Let $S$ be a set of $n$ nonzero vectors in $\mathbb{R}^2$ such that $S$ spans the whole $\mathbb{R}^2$ and let $q$ be the number of pairs of linearly independent vectors from $S$. What is the smallest and the largest possible value of $q$?
My attempt: Since we are in $\mathbb{R}^2$, $q$ cannot be larger than $2$. Since $S$ does not contain zero vector, minimal $q$ is $1$?
Is this correct?
If $n \geq 2$ then $n-1 \leq q \leq \binom{n}{2}$. There are two linearly independent vectors in $S$ let us choose two $v_0, v_1$, then in the worst case all the other vectors are scalar multiples of one of these. But if $0 \neq v \in S$ is a scalar multiple of $v_0$ then $v_1, v$ is is a linearly independent pair. So the smallest possible $q $ is $n-2+1$. And for the largest, any two pairs could be linearly independent in $S$ where $S$ is a collection of nonzero vectors chosen from $n$ distinct lines passing through the origin.
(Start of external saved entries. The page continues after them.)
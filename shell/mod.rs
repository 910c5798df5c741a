/* This Source Code Form is subject to the terms of the Mozilla Public
 * License, v. 2.0. If a copy of the MPL was not distributed with this
 * file, You can obtain one at https://mozilla.org/MPL/2.0/. */

pub mod desktop;
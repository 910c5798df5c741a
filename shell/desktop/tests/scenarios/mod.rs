/* This Source Code Form is subject to the terms of the Mozilla Public
 * License, v. 2.0. If a copy of the MPL was not distributed with this
 * file, You can obtain one at https://mozilla.org/MPL/2.0/. */

mod hover;
mod layout;
mod persistence_restore;
mod search_flow;
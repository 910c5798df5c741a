/* This Source Code Form is subject to the terms of the Mozilla Public
 * License, v. 2.0. If a copy of the MPL was not distributed with this
 * file, You can obtain one at https://mozilla.org/MPL/2.0/. */

//! Persisted navigation keys and their typed, validated view.

use std::collections::{BTreeMap, BTreeSet};

use log::warn;

use crate::model::taxonomy::{TaxonomyModel, TaxonomyPath};

pub const KEY_ACTIVE_PATH: &str = "nav.active_path";
pub const KEY_ACTIVE_KEY: &str = "nav.active_key";
pub const KEY_SIDEBAR_COLLAPSED: &str = "nav.sidebar_collapsed";
/// Temporary: branches left open during the current search. Mirrored while
/// the search runs and erased at startup; never read back across restarts.
pub const KEY_SEARCH_OPEN_BRANCHES: &str = "nav.search_open_branches";
/// Temporary: navigation state captured when a search started.
pub const KEY_PRE_SEARCH: &str = "nav.pre_search";

pub const ALL_KEYS: [&str; 5] = [
    KEY_ACTIVE_PATH,
    KEY_ACTIVE_KEY,
    KEY_SIDEBAR_COLLAPSED,
    KEY_SEARCH_OPEN_BRANCHES,
    KEY_PRE_SEARCH,
];

pub const SEARCH_KEYS: [&str; 2] = [KEY_SEARCH_OPEN_BRANCHES, KEY_PRE_SEARCH];

/// Navigation state captured on entering search, restored on leaving it.
#[derive(Debug, Clone, Default, PartialEq, Eq, serde::Serialize, serde::Deserialize)]
pub struct PreSearchSnapshot {
    pub current_branch: Option<String>,
    pub active_path: Option<TaxonomyPath>,
    pub open_branches: BTreeSet<String>,
}

impl PreSearchSnapshot {
    /// Drop anything the taxonomy no longer knows about.
    fn validated(mut self, taxonomy: &TaxonomyModel) -> Self {
        if let Some(path) = self.active_path.as_ref()
            && !taxonomy.contains(path)
        {
            warn!("Discarding stale pre-search path '{path}'");
            self.active_path = None;
        }
        if let Some(branch) = self.current_branch.as_deref()
            && !taxonomy.has_branch(branch)
        {
            warn!("Discarding stale pre-search branch '{branch}'");
            self.current_branch = None;
            self.active_path = None;
        }
        self.open_branches.retain(|branch| taxonomy.has_branch(branch));
        self
    }
}

/// Typed view over the raw key/value pairs. Every field is optional on load;
/// malformed or stale values read as absent.
#[derive(Debug, Clone, Default, PartialEq, Eq)]
pub struct PersistedNavState {
    pub active_path: Option<TaxonomyPath>,
    pub active_key: Option<String>,
    pub sidebar_collapsed: bool,
    pub pre_search: Option<PreSearchSnapshot>,
}

impl PersistedNavState {
    pub fn from_raw(raw: &BTreeMap<String, String>, taxonomy: &TaxonomyModel) -> Self {
        let active_path = raw
            .get(KEY_ACTIVE_PATH)
            .and_then(|value| parse_active_path(value, taxonomy));
        let active_key = active_path
            .as_ref()
            .and(raw.get(KEY_ACTIVE_KEY))
            .filter(|key| !key.trim().is_empty())
            .cloned();
        let sidebar_collapsed = raw
            .get(KEY_SIDEBAR_COLLAPSED)
            .map(|value| parse_flag(value))
            .unwrap_or(false);
        let pre_search = raw
            .get(KEY_PRE_SEARCH)
            .and_then(|value| parse_json::<PreSearchSnapshot>(KEY_PRE_SEARCH, value))
            .map(|snapshot| snapshot.validated(taxonomy));

        Self {
            active_path,
            active_key,
            sidebar_collapsed,
            pre_search,
        }
    }
}

fn parse_active_path(value: &str, taxonomy: &TaxonomyModel) -> Option<TaxonomyPath> {
    if value.trim().is_empty() {
        return None;
    }
    match TaxonomyPath::parse(value) {
        Ok(path) if taxonomy.contains(&path) => Some(path),
        Ok(path) => {
            warn!("Persisted active path '{path}' is no longer in the taxonomy; ignoring");
            None
        }
        Err(error) => {
            warn!("Persisted active path is malformed: {error}");
            None
        }
    }
}

fn parse_flag(value: &str) -> bool {
    match value.trim() {
        "true" | "1" => true,
        "false" | "0" | "" => false,
        other => {
            warn!("Persisted flag '{other}' is not a boolean; treating as false");
            false
        }
    }
}

fn parse_json<T: serde::de::DeserializeOwned>(key: &str, value: &str) -> Option<T> {
    match serde_json::from_str(value) {
        Ok(parsed) => Some(parsed),
        Err(error) => {
            warn!("Persisted value for '{key}' is malformed: {error}");
            None
        }
    }
}

pub fn encode_flag(value: bool) -> &'static str {
    if value { "true" } else { "false" }
}

#[cfg(test)]
mod tests {
    use super::*;

    fn taxonomy() -> TaxonomyModel {
        TaxonomyModel::from_paths(["Phase1/GroupA", "Phase2/GroupX"]).expect("taxonomy")
    }

    fn raw(pairs: &[(&str, &str)]) -> BTreeMap<String, String> {
        pairs
            .iter()
            .map(|(k, v)| (k.to_string(), v.to_string()))
            .collect()
    }

    #[test]
    fn absent_keys_mean_no_prior_state() {
        let state = PersistedNavState::from_raw(&BTreeMap::new(), &taxonomy());
        assert_eq!(state, PersistedNavState::default());
    }

    #[test]
    fn valid_values_are_parsed() {
        let state = PersistedNavState::from_raw(
            &raw(&[
                (KEY_ACTIVE_PATH, "Phase1/GroupA"),
                (KEY_ACTIVE_KEY, "catalog/phase1/groupa"),
                (KEY_SIDEBAR_COLLAPSED, "true"),
                (KEY_SEARCH_OPEN_BRANCHES, r#"["Phase2","Gone"]"#),
                (
                    KEY_PRE_SEARCH,
                    r#"{"current_branch":"Phase1","active_path":"Phase1/GroupA","open_branches":["Phase1"]}"#,
                ),
            ]),
            &taxonomy(),
        );

        assert_eq!(state.active_path.as_ref().map(TaxonomyPath::as_str), Some("Phase1/GroupA"));
        assert_eq!(state.active_key.as_deref(), Some("catalog/phase1/groupa"));
        assert!(state.sidebar_collapsed);
        let snapshot = state.pre_search.expect("snapshot parsed");
        assert_eq!(snapshot.current_branch.as_deref(), Some("Phase1"));
    }

    #[test]
    fn malformed_and_stale_values_read_as_absent() {
        let state = PersistedNavState::from_raw(
            &raw(&[
                (KEY_ACTIVE_PATH, "Phase9/Removed"),
                (KEY_ACTIVE_KEY, "catalog/phase9/removed"),
                (KEY_SIDEBAR_COLLAPSED, "maybe"),
                (KEY_SEARCH_OPEN_BRANCHES, "not json"),
                (
                    KEY_PRE_SEARCH,
                    r#"{"current_branch":"Phase9","active_path":"Phase9/Removed","open_branches":[]}"#,
                ),
            ]),
            &taxonomy(),
        );

        assert_eq!(state.active_path, None);
        assert_eq!(state.active_key, None);
        assert!(!state.sidebar_collapsed);
        assert_eq!(state.pre_search, Some(PreSearchSnapshot::default()));
    }

    #[test]
    fn malformed_path_string_is_ignored() {
        let state =
            PersistedNavState::from_raw(&raw(&[(KEY_ACTIVE_PATH, "Phase1//GroupA")]), &taxonomy());
        assert_eq!(state.active_path, None);
    }
}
Based on how you have defined $q:=$ number of pairs of linearly independent vectors. The answer for maximum value of $q$ should be $\binom{n}{2}$. For example, if $$S=\left\{\begin{bmatrix}1\\0\end{bmatrix}, \begin{bmatrix}1\\1\end{bmatrix}, \begin{bmatrix}1\\2\end{bmatrix}, \ldots , \begin{bmatrix}1\\n-1\end{bmatrix}\right\}.$$ Then $|S|=n$, $S$ definitely spans $\mathbb{R}^2$ and if you choose any $2$ vectors from $S$, they will form a basis of $\mathbb{R}^2$, hence linearly independent.